Bei mir ist es eher so, dass mein Heimatgefühl in den letzten Jahren eher stärker geworden ist. Ich freue mich schon jedes Mal sehr nach Hause zukommen. Ich muss aber dazu sagen, dass ich meistens nur einige Monate reise und nicht jahrelang.

Zitat
Was wären für euch externe Gründe eine Reise abzu-/unterbrechen? Beerdigung von der Oma? Hochzeiten? 60ter Geburtstag von Mutter/Vater? Gar Weihnachten? Werdet ihr mitunter als egoistisch wahrgenommen, wenn ihr euer Ding durchzieht? Bzw. erlebt ihr euch selbst so?

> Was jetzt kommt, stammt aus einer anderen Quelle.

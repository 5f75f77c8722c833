use core::{fmt, str::FromStr};

use crate::{
    Error,
    spec::{CODE_LEN, DATA_CENTER_LEN, DATE_LEN, HOUR_LEN, MACHINE_LEN, MINUTE_LEN, SEQUENCE_LEN},
};

/// Time granularity embedded in an encoded cell.
///
/// The pattern decides whether a time component follows the locality fields
/// and therefore the total length of every ID produced under it:
///
/// | Pattern  | Time field | Length |
/// |----------|------------|--------|
/// | `Day`    | none       | 24     |
/// | `Hour`   | `HH`       | 26     |
/// | `Minute` | `HHmm`     | 28     |
#[derive(Clone, Copy, Debug, Default, PartialEq, Eq, Hash, PartialOrd, Ord)]
#[cfg_attr(feature = "serde", derive(serde::Serialize, serde::Deserialize))]
#[cfg_attr(feature = "serde", serde(rename_all = "UPPERCASE"))]
pub enum Pattern {
    #[default]
    Day,
    Hour,
    Minute,
}

impl Pattern {
    /// Width of the time component inserted after the machine field.
    pub const fn time_len(self) -> usize {
        match self {
            Self::Day => 0,
            Self::Hour => HOUR_LEN,
            Self::Minute => MINUTE_LEN,
        }
    }

    /// Total length of a cell encoded under this pattern.
    pub const fn encoded_len(self) -> usize {
        DATE_LEN + CODE_LEN + DATA_CENTER_LEN + MACHINE_LEN + self.time_len() + SEQUENCE_LEN
    }

    pub const fn as_str(self) -> &'static str {
        match self {
            Self::Day => "DAY",
            Self::Hour => "HOUR",
            Self::Minute => "MINUTE",
        }
    }
}

impl fmt::Display for Pattern {
    fn fmt(&self, f: &mut fmt::Formatter<'_>) -> fmt::Result {
        f.write_str(self.as_str())
    }
}

impl FromStr for Pattern {
    type Err = Error;

    fn from_str(s: &str) -> Result<Self, Self::Err> {
        match s.trim().to_ascii_uppercase().as_str() {
            "DAY" => Ok(Self::Day),
            "HOUR" => Ok(Self::Hour),
            "MINUTE" => Ok(Self::Minute),
            other => Err(Error::Configuration {
                reason: format!("unknown pattern `{other}`, expected DAY, HOUR or MINUTE"),
            }),
        }
    }
}
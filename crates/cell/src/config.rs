//! Runtime configuration.
//!
//! [`Config`] groups the ID identity settings ([`CellConfig`]) with the
//! buffer tuning knobs ([`BufferConfig`]). All defaults are usable as-is;
//! [`Config::validate`] is run by [`CellFacade::new`](crate::CellFacade::new)
//! and any violation is fatal.

use core::time::Duration;

use crate::{Error, MAX_DATA_CENTER, MAX_MACHINE, MAX_SEQUENCE, Pattern, Result};

/// Default threshold at which the standby segment is refilled.
pub const DEFAULT_EXPANSION_THRESHOLD: f64 = 0.75;
/// Default target time between two refills of the same buffer.
pub const DEFAULT_REFILL_INTERVAL: Duration = Duration::from_secs(10 * 60);
/// Default bound on how long an allocation waits for a standby segment.
pub const DEFAULT_WAIT_TIMEOUT: Duration = Duration::from_millis(200);
/// Default number of long-lived refill workers.
pub const DEFAULT_POOL_CORE_SIZE: usize = 5;
/// Default upper bound on refill workers, long-lived and transient.
pub const DEFAULT_POOL_MAX_SIZE: usize = 64;
/// Default idle time after which a transient refill worker exits.
pub const DEFAULT_POOL_KEEP_ALIVE: Duration = Duration::from_secs(60);
/// Default range size stored for newly registered categories.
pub const DEFAULT_STEP: u64 = 1000;
/// Default step elasticity: the dynamic step stays within
/// `[step / 2^m, step * 2^m]`.
pub const DEFAULT_STEP_ELASTICITY: u32 = 2;

/// Identity and registry seed settings.
#[derive(Clone, Debug, PartialEq, Eq)]
pub struct CellConfig {
    /// Time granularity embedded in every ID.
    pub pattern: Pattern,
    /// Data center, `0..=9`.
    pub data_center: u32,
    /// Machine, `0..=99`.
    pub machine: u32,
    /// First value of a newly registered counter, and the value it wraps to.
    pub min_value: u64,
    /// Inclusive ceiling of every counter.
    pub max_value: u64,
    /// Initial range size of a newly registered counter.
    pub step: u64,
}

impl Default for CellConfig {
    fn default() -> Self {
        Self {
            pattern: Pattern::Day,
            data_center: 0,
            machine: 0,
            min_value: 0,
            max_value: MAX_SEQUENCE,
            step: DEFAULT_STEP,
        }
    }
}

impl CellConfig {
    /// # Errors
    ///
    /// [`Error::Configuration`] on the first violated bound.
    pub fn validate(&self) -> Result<()> {
        if self.data_center > MAX_DATA_CENTER {
            return Err(Error::configuration(format!(
                "data center {} exceeds {MAX_DATA_CENTER}",
                self.data_center
            )));
        }
        if self.machine > MAX_MACHINE {
            return Err(Error::configuration(format!(
                "machine {} exceeds {MAX_MACHINE}",
                self.machine
            )));
        }
        if self.max_value > MAX_SEQUENCE {
            return Err(Error::configuration(format!(
                "max value {} does not fit the sequence field (max {MAX_SEQUENCE})",
                self.max_value
            )));
        }
        if self.min_value >= self.max_value {
            return Err(Error::configuration(format!(
                "min value {} must be below max value {}",
                self.min_value, self.max_value
            )));
        }
        if self.step == 0 || self.step >= self.max_value - self.min_value {
            return Err(Error::configuration(format!(
                "step {} must be in 1..{}",
                self.step,
                self.max_value - self.min_value
            )));
        }
        Ok(())
    }
}

/// Refill worker pool sizing.
#[derive(Clone, Debug, PartialEq, Eq)]
pub struct PoolConfig {
    pub core_size: usize,
    pub max_size: usize,
    pub keep_alive: Duration,
}

impl Default for PoolConfig {
    fn default() -> Self {
        Self {
            core_size: DEFAULT_POOL_CORE_SIZE,
            max_size: DEFAULT_POOL_MAX_SIZE,
            keep_alive: DEFAULT_POOL_KEEP_ALIVE,
        }
    }
}

/// Segment buffer tuning.
#[derive(Clone, Debug, PartialEq)]
pub struct BufferConfig {
    /// Fraction of the active segment consumed before the standby segment is
    /// refilled, in `(0, 1)`.
    pub expansion_threshold: f64,
    /// Floor of the dynamic step.
    pub min_step: u64,
    /// Ceiling of the dynamic step.
    pub max_step: u64,
    /// Target time for consuming one segment. Faster consumption grows the
    /// step, consumption slower than twice this shrinks it.
    pub refill_interval: Duration,
    /// Upper bound on how long an allocation waits for the standby segment
    /// once the active one is exhausted.
    pub wait_timeout: Duration,
    pub pool: PoolConfig,
}

impl Default for BufferConfig {
    fn default() -> Self {
        Self::with_elasticity(DEFAULT_STEP, DEFAULT_STEP_ELASTICITY)
    }
}

impl BufferConfig {
    /// Default tuning with the step bounds derived from `step`:
    /// `[step / 2^elasticity, step * 2^elasticity]`.
    pub fn with_elasticity(step: u64, elasticity: u32) -> Self {
        let factor = 1_u64.checked_shl(elasticity).unwrap_or(u64::MAX);
        Self {
            expansion_threshold: DEFAULT_EXPANSION_THRESHOLD,
            min_step: (step / factor).max(1),
            max_step: step.saturating_mul(factor),
            refill_interval: DEFAULT_REFILL_INTERVAL,
            wait_timeout: DEFAULT_WAIT_TIMEOUT,
            pool: PoolConfig::default(),
        }
    }

    /// # Errors
    ///
    /// [`Error::Configuration`] on the first violated bound.
    pub fn validate(&self) -> Result<()> {
        if !(self.expansion_threshold > 0.0 && self.expansion_threshold < 1.0) {
            return Err(Error::configuration(format!(
                "expansion threshold {} must be in (0, 1)",
                self.expansion_threshold
            )));
        }
        if self.min_step == 0 || self.min_step > self.max_step {
            return Err(Error::configuration(format!(
                "step bounds [{}, {}] must satisfy 0 < min <= max",
                self.min_step, self.max_step
            )));
        }
        if self.refill_interval.is_zero() {
            return Err(Error::configuration("refill interval must be non-zero"));
        }
        if self.pool.core_size == 0 {
            return Err(Error::configuration("pool core size must be at least 1"));
        }
        if self.pool.max_size < self.pool.core_size {
            return Err(Error::configuration(format!(
                "pool max size {} is below core size {}",
                self.pool.max_size, self.pool.core_size
            )));
        }
        Ok(())
    }
}

/// Full configuration for a [`CellFacade`](crate::CellFacade).
#[derive(Clone, Debug, Default, PartialEq)]
pub struct Config {
    pub cell: CellConfig,
    pub buffer: BufferConfig,
}

impl Config {
    /// # Errors
    ///
    /// [`Error::Configuration`] if either section is invalid, or if the
    /// registry step falls outside the buffer's step bounds. Buffers are
    /// primed with the step stored on each registry row.
    pub fn validate(&self) -> Result<()> {
        self.cell.validate()?;
        self.buffer.validate()?;
        if !(self.buffer.min_step..=self.buffer.max_step).contains(&self.cell.step) {
            return Err(Error::configuration(format!(
                "step {} is outside the buffer step bounds [{}, {}]",
                self.cell.step, self.buffer.min_step, self.buffer.max_step
            )));
        }
        Ok(())
    }
}
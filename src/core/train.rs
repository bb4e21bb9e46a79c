use std::cmp::Ordering;

use thiserror::Error;

use crate::core::types::{Ratio, Stage, Teeth};
use crate::utils::validation::{is_valid_teeth, ratio_to_f64, MAX_TRAIN_GEARS};

#[derive(Error, Debug, Clone, PartialEq, Eq)]
pub enum TrainError {
    #[error("Invalid train length {length}: {reason}")]
    InvalidTrainLength { length: usize, reason: String },

    #[error("Invalid gear with {0} teeth in train")]
    InvalidTeeth(Teeth),
}

impl TrainError {
    fn length(length: usize, reason: impl Into<String>) -> Self {
        Self::InvalidTrainLength {
            length,
            reason: reason.into(),
        }
    }
}

/// Check a requested train length (in physical gears) and return its stage count.
///
/// # Errors
///
/// Returns `TrainError::InvalidTrainLength` when the length is zero, odd,
/// above `MAX_TRAIN_GEARS`, or larger than the number of gears available.
pub fn stages_for_length(length: usize, available: usize) -> Result<usize, TrainError> {
    if length == 0 {
        return Err(TrainError::length(length, "a train needs at least one gear pair"));
    }
    if length % 2 != 0 {
        return Err(TrainError::length(length, "gears are mounted in driver/driven pairs"));
    }
    if length > MAX_TRAIN_GEARS {
        return Err(TrainError::length(
            length,
            format!("at most {MAX_TRAIN_GEARS} gears are supported"),
        ));
    }
    if length > available {
        return Err(TrainError::length(
            length,
            format!("the inventory holds only {available} gears"),
        ));
    }
    Ok(length / 2)
}

/// A series of driver/driven stages and the exact ratio they produce.
///
/// Stages are kept in ascending order: swapping the shafts two stages sit on
/// changes neither the gears used nor the ratio, so every permutation of the
/// same stages is the same train. Equality and hashing use the stages; use
/// [`GearTrain::cmp_ratio`] to order trains for searching.
#[derive(Debug, Clone, PartialEq, Eq, Hash)]
pub struct GearTrain {
    stages: Vec<Stage>,
    ratio: Ratio,
}

impl GearTrain {
    /// Build a train from its stages, in any order
    ///
    /// # Errors
    ///
    /// Returns `TrainError` if the stage count is not 1 to 3 or a gear has an
    /// invalid tooth count.
    pub fn new(mut stages: Vec<Stage>) -> Result<Self, TrainError> {
        let length = stages.len() * 2;
        if stages.is_empty() || length > MAX_TRAIN_GEARS {
            return Err(TrainError::length(
                length,
                format!("a train has between 1 and {} stages", MAX_TRAIN_GEARS / 2),
            ));
        }
        for stage in &stages {
            for teeth in [stage.driver, stage.driven] {
                if !is_valid_teeth(teeth) {
                    return Err(TrainError::InvalidTeeth(teeth));
                }
            }
        }
        stages.sort_unstable();
        Ok(Self::from_sorted(stages))
    }

    /// Build a train from `(driver, driven)` tuples
    ///
    /// # Errors
    ///
    /// Same as [`GearTrain::new`].
    pub fn from_pairs(pairs: &[(Teeth, Teeth)]) -> Result<Self, TrainError> {
        Self::new(pairs.iter().copied().map(Stage::from).collect())
    }

    /// Stages must already be sorted and validated
    pub(crate) fn from_sorted(stages: Vec<Stage>) -> Self {
        let (driven, driver) = stages.iter().fold((1u64, 1u64), |(n, d), stage| {
            (n * u64::from(stage.driven), d * u64::from(stage.driver))
        });
        Self {
            stages,
            ratio: Ratio::new(driven, driver),
        }
    }

    pub fn stages(&self) -> &[Stage] {
        &self.stages
    }

    /// Exact `product(driven) / product(driver)`
    pub fn ratio(&self) -> &Ratio {
        &self.ratio
    }

    pub fn ratio_f64(&self) -> f64 {
        ratio_to_f64(&self.ratio)
    }

    pub fn stage_count(&self) -> usize {
        self.stages.len()
    }

    /// Number of physical gears mounted
    pub fn gear_count(&self) -> usize {
        self.stages.len() * 2
    }

    pub fn drivers(&self) -> impl Iterator<Item = Teeth> + '_ {
        self.stages.iter().map(|s| s.driver)
    }

    pub fn driven(&self) -> impl Iterator<Item = Teeth> + '_ {
        self.stages.iter().map(|s| s.driven)
    }

    /// Does any stage use a gear with `teeth` teeth as its driver?
    pub fn uses_driver(&self, teeth: Teeth) -> bool {
        self.drivers().any(|t| t == teeth)
    }

    /// Does any stage use a gear with `teeth` teeth as its driven gear?
    pub fn uses_driven(&self, teeth: Teeth) -> bool {
        self.driven().any(|t| t == teeth)
    }

    /// Order by ratio only, ignoring which gears produce it
    pub fn cmp_ratio(&self, other: &Self) -> Ordering {
        self.ratio.cmp(&other.ratio)
    }

    /// Total order used for storage: ratio first, then stages
    pub fn cmp_for_search(&self, other: &Self) -> Ordering {
        self.cmp_ratio(other)
            .then_with(|| self.stages.cmp(&other.stages))
    }
}

impl std::fmt::Display for GearTrain {
    fn fmt(&self, f: &mut std::fmt::Formatter<'_>) -> std::fmt::Result {
        let stages: Vec<String> = self.stages.iter().map(ToString::to_string).collect();
        write!(f, "[{}]", stages.join(", "))
    }
}
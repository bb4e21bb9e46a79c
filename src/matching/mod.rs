//! Gear train matching engine and tie-breaking rules.
//!
//! This module provides the core matching functionality:
//!
//! - [`RatioMatcher`]: Main entry point for finding the best trains for a ratio
//! - [`MatchAccuracy`], [`PitchCut`]: How closely a train reproduces the target
//!
//! ## Matching Algorithm
//!
//! For every target ratio:
//!
//! 1. **Range search**: Binary search for trains within the relative tolerance band
//! 2. **Nearest fallback**: When the band is empty, the closest trains are used
//! 3. **Shortest filter**: Only trains with the fewest gears are kept
//! 4. **Preferences**: Trains using the preferred driver and/or driven gear win
//!
//! Every ratio comparison is exact. Ties are never broken arbitrarily: all
//! trains that survive the rules are returned.
//!
//! ## Example
//!
//! ```rust
//! use gear_solver::catalog::builder::generate;
//! use gear_solver::{GearInventory, MatcherConfig, Ratio, RatioMatcher};
//!
//! let inventory = GearInventory::new(&[20, 20, 30, 40, 50]).unwrap();
//! let collection = generate(&inventory, &[2, 4]);
//!
//! let config = MatcherConfig {
//!     preferred_driver: Some(20),
//!     ..MatcherConfig::default()
//! };
//! let matcher = RatioMatcher::with_config(&collection, config);
//! let best = matcher.best_match(&Ratio::new(5, 2)).unwrap();
//!
//! assert_eq!(best.trains[0].to_string(), "[20:50]");
//! ```
//!
//! [`RatioMatcher`]: engine::RatioMatcher
//! [`MatchAccuracy`]: scoring::MatchAccuracy
//! [`PitchCut`]: scoring::PitchCut

pub mod engine;
pub mod preference;
pub mod scoring;
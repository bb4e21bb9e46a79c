//! Trains command - list the gear trains an inventory can build.

use std::path::PathBuf;

use clap::Args;

use crate::catalog::builder::TrainGenerator;
use crate::catalog::index::RatioFinder;
use crate::cli::{load_profile, parse_positive, OutputFormat};
use crate::core::train::GearTrain;
use crate::core::types::Ratio;

/// Arguments for the trains command
#[derive(Args)]
pub struct TrainsArgs {
    /// Path to a custom lathe profile (JSON)
    #[arg(long)]
    pub profile: Option<PathBuf>,

    /// Train lengths to generate, comma separated (defaults to the profile's)
    #[arg(long, value_delimiter = ',')]
    pub lengths: Option<Vec<usize>>,

    /// Only list trains with this many gears
    #[arg(long)]
    pub gears: Option<usize>,

    /// Smallest ratio to list
    #[arg(long, value_parser = parse_positive)]
    pub min: Option<Ratio>,

    /// Largest ratio to list
    #[arg(long, value_parser = parse_positive)]
    pub max: Option<Ratio>,

    /// Number of trains to list (0 for all)
    #[arg(short = 'n', long, default_value = "0")]
    pub limit: usize,
}

/// Execute the trains command
///
/// # Errors
///
/// Returns an error if the profile is invalid or `--min` exceeds `--max`.
#[allow(clippy::needless_pass_by_value)]
pub fn run(args: TrainsArgs, format: OutputFormat, verbose: bool) -> anyhow::Result<()> {
    if let (Some(min), Some(max)) = (args.min, args.max) {
        if min > max {
            anyhow::bail!("--min ({min}) must not exceed --max ({max})");
        }
    }

    let profile = load_profile(args.profile.as_ref())?;
    let lengths = args
        .lengths
        .clone()
        .unwrap_or_else(|| profile.train_lengths.clone());

    let collection = TrainGenerator::new(&profile.inventory).generate(&lengths);

    let finder = RatioFinder::new(&collection);
    let in_range = match (args.min, args.max) {
        (None, None) => collection.trains(),
        (min, max) => {
            let low = min.unwrap_or_else(|| Ratio::from_integer(0));
            let high = max.unwrap_or_else(|| {
                collection
                    .trains()
                    .last()
                    .map_or_else(|| Ratio::from_integer(0), |t| *t.ratio())
            });
            finder.find_in_range(&low, &high)
        }
    };

    let limit = if args.limit == 0 { usize::MAX } else { args.limit };
    let trains: Vec<&GearTrain> = in_range
        .iter()
        .filter(|t| args.gears.map_or(true, |g| t.gear_count() == g))
        .take(limit)
        .collect();

    if verbose {
        eprintln!(
            "Inventory {}: {} trains generated for lengths {:?}",
            profile.inventory,
            collection.len(),
            collection.lengths()
        );
        for &length in collection.lengths() {
            eprintln!(
                "  {length} gears: {} trains",
                collection.with_gear_count(length).count()
            );
        }
    }

    match format {
        OutputFormat::Text => print_text_trains(&trains),
        OutputFormat::Json => print_json_trains(&trains)?,
        OutputFormat::Tsv => print_tsv_trains(&trains),
    }

    Ok(())
}

fn print_text_trains(trains: &[&GearTrain]) {
    if trains.is_empty() {
        println!("No gear trains match");
        return;
    }

    println!("{:>12}  {:>12}  {:>5}  Train", "Ratio", "Exact", "Gears");
    for train in trains {
        println!(
            "{:>12.6}  {:>12}  {:>5}  {}",
            train.ratio_f64(),
            train.ratio().to_string(),
            train.gear_count(),
            train
        );
    }
    println!("\n{} trains", trains.len());
}

fn print_json_trains(trains: &[&GearTrain]) -> anyhow::Result<()> {
    let output: Vec<_> = trains
        .iter()
        .map(|train| {
            serde_json::json!({
                "train": train.to_string(),
                "stages": train.stages(),
                "gears": train.gear_count(),
                "ratio": train.ratio().to_string(),
                "ratio_value": train.ratio_f64(),
            })
        })
        .collect();

    println!("{}", serde_json::to_string_pretty(&output)?);
    Ok(())
}

fn print_tsv_trains(trains: &[&GearTrain]) {
    println!("train\tgears\tratio\tratio_value\tdrivers\tdriven");
    for train in trains {
        let join = |teeth: Vec<String>| teeth.join(",");
        println!(
            "{}\t{}\t{}\t{:.6}\t{}\t{}",
            train,
            train.gear_count(),
            train.ratio(),
            train.ratio_f64(),
            join(train.drivers().map(|t| t.to_string()).collect()),
            join(train.driven().map(|t| t.to_string()).collect()),
        );
    }
}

Da bin ich sehr entgegenkommend. Gerade erst auf mein Lieblingsfestival oder alternativ eine längere Reise verzichtet wegen der Hochzeit einer guten Freundin, die mitten in meiner Auszeit lag. Das hat schon etwas geschmerzt, aber ich weiß halt, warum ich das getan hab, eben weil es ihr sehr wichtig war. Und aus Ecuador bin ich letztes Jahr am Tag vor Heiligabend zurückgekommen, weil meinem Vater Weihnachten so furchtbar wichtig ist. Runde Geburtstag der Eltern wären auch solche Gründe, um die ich die Reisen herum planen würde, sofern dann gefeiert würde. Meine Eltern sind (fast) 80, und da weiß man ja auch nicht, wie viele sie noch erleben. Todesfälle hatte ich zum Glück noch nicht in der Familie während der Reisen. Vorletztes Jahr war es bei meiner Tante kritisch und ich bin mit einem mulmigen Gefühl gestartet, aber dann ging alles gut. Das würde tatsächlich davon abhängen, wie nahe mir oder meinen Eltern die Person steht und wie weit ich weg bin.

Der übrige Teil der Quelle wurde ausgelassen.